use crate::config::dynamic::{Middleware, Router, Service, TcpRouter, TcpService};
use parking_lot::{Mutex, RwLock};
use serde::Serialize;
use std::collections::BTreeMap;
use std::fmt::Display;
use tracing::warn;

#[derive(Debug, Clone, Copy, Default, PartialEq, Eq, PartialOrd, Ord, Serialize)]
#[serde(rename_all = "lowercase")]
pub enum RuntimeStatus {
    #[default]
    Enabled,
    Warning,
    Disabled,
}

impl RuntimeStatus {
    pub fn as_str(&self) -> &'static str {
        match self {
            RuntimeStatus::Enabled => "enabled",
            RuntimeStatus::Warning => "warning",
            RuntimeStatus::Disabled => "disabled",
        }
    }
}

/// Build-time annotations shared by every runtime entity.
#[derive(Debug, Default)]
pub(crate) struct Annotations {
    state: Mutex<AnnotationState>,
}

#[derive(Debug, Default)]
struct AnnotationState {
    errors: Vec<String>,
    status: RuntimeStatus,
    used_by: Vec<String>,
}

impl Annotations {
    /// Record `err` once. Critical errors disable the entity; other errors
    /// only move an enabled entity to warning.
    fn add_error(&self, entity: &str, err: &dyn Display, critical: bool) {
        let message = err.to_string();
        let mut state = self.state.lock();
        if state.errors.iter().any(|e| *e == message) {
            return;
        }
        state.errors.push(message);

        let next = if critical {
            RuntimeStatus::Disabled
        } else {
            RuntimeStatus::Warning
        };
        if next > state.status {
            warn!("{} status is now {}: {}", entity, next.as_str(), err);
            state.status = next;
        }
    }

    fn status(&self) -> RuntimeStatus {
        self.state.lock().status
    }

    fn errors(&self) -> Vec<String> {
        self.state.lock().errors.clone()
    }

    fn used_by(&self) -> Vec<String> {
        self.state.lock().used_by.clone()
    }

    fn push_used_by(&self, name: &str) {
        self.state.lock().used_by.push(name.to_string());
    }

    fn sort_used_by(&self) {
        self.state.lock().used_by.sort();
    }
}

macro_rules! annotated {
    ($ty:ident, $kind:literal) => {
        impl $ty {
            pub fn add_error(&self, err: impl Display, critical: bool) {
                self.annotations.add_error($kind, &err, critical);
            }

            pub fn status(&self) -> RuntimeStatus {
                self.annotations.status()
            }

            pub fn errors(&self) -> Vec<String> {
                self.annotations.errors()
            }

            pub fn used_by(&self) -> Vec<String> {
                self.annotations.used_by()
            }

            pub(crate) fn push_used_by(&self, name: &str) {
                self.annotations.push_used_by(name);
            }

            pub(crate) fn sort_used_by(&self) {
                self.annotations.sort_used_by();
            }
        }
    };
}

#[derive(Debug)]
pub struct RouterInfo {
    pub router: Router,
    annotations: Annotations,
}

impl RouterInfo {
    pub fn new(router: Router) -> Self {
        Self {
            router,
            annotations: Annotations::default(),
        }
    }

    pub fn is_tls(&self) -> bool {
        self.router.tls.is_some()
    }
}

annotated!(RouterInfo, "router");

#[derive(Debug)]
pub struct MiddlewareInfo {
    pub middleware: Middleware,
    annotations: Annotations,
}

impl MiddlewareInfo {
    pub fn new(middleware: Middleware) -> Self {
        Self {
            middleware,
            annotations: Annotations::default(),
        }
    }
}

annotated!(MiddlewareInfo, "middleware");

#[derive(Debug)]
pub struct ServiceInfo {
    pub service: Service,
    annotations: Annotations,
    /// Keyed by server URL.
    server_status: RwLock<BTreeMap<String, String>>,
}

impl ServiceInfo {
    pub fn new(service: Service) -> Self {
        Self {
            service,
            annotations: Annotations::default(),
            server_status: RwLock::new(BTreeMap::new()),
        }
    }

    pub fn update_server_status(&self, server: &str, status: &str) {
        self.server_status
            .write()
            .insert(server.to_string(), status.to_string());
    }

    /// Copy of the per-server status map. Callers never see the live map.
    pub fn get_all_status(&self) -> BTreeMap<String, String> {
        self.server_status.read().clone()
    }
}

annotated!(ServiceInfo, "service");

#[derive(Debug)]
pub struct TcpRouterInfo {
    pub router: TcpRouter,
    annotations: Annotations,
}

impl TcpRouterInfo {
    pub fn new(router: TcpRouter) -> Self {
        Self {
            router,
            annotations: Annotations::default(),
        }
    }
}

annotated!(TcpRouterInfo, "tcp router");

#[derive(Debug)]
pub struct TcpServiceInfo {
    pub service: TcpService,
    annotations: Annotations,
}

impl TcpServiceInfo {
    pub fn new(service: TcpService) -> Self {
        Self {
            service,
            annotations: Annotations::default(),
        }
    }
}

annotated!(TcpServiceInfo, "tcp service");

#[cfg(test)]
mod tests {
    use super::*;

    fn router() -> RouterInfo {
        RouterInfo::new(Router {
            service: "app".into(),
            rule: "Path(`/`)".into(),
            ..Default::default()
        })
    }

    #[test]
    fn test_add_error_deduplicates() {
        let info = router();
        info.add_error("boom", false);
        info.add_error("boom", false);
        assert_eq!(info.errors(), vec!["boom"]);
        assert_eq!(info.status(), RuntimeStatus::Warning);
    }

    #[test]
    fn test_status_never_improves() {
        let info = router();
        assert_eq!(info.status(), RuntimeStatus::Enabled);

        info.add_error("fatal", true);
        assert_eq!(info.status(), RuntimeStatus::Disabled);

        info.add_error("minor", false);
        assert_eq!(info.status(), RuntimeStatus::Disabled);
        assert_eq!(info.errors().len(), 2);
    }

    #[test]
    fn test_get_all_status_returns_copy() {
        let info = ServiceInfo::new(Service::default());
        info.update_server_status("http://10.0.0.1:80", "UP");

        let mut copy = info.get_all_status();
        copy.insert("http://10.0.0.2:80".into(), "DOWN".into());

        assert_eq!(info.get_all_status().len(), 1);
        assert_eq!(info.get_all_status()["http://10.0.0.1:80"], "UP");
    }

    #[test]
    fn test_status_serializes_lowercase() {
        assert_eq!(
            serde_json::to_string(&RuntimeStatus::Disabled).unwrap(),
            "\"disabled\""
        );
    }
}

--------------------------------

Problem to work on:
Please return every line from the first one in the records above down to the line containing "entity to warning.", including both, exactly as written and nothing more.

Answer space:
use crate::config::dynamic::{Middleware, Router, Service, TcpRouter, TcpService};
use parking_lot::{Mutex, RwLock};
use serde::Serialize;
use std::collections::BTreeMap;
use std::fmt::Display;
use tracing::warn;

#[derive(Debug, Clone, Copy, Default, PartialEq, Eq, PartialOrd, Ord, Serialize)]
#[serde(rename_all = "lowercase")]
pub enum RuntimeStatus {
    #[default]
    Enabled,
    Warning,
    Disabled,
}

impl RuntimeStatus {
    pub fn as_str(&self) -> &'static str {
        match self {
            RuntimeStatus::Enabled => "enabled",
            RuntimeStatus::Warning => "warning",
            RuntimeStatus::Disabled => "disabled",
        }
    }
}

/// Build-time annotations shared by every runtime entity.
#[derive(Debug, Default)]
pub(crate) struct Annotations {
    state: Mutex<AnnotationState>,
}

#[derive(Debug, Default)]
struct AnnotationState {
    errors: Vec<String>,
    status: RuntimeStatus,
    used_by: Vec<String>,
}

impl Annotations {
    /// Record `err` once. Critical errors disable the entity; other errors
    /// only move an enabled entity to warning.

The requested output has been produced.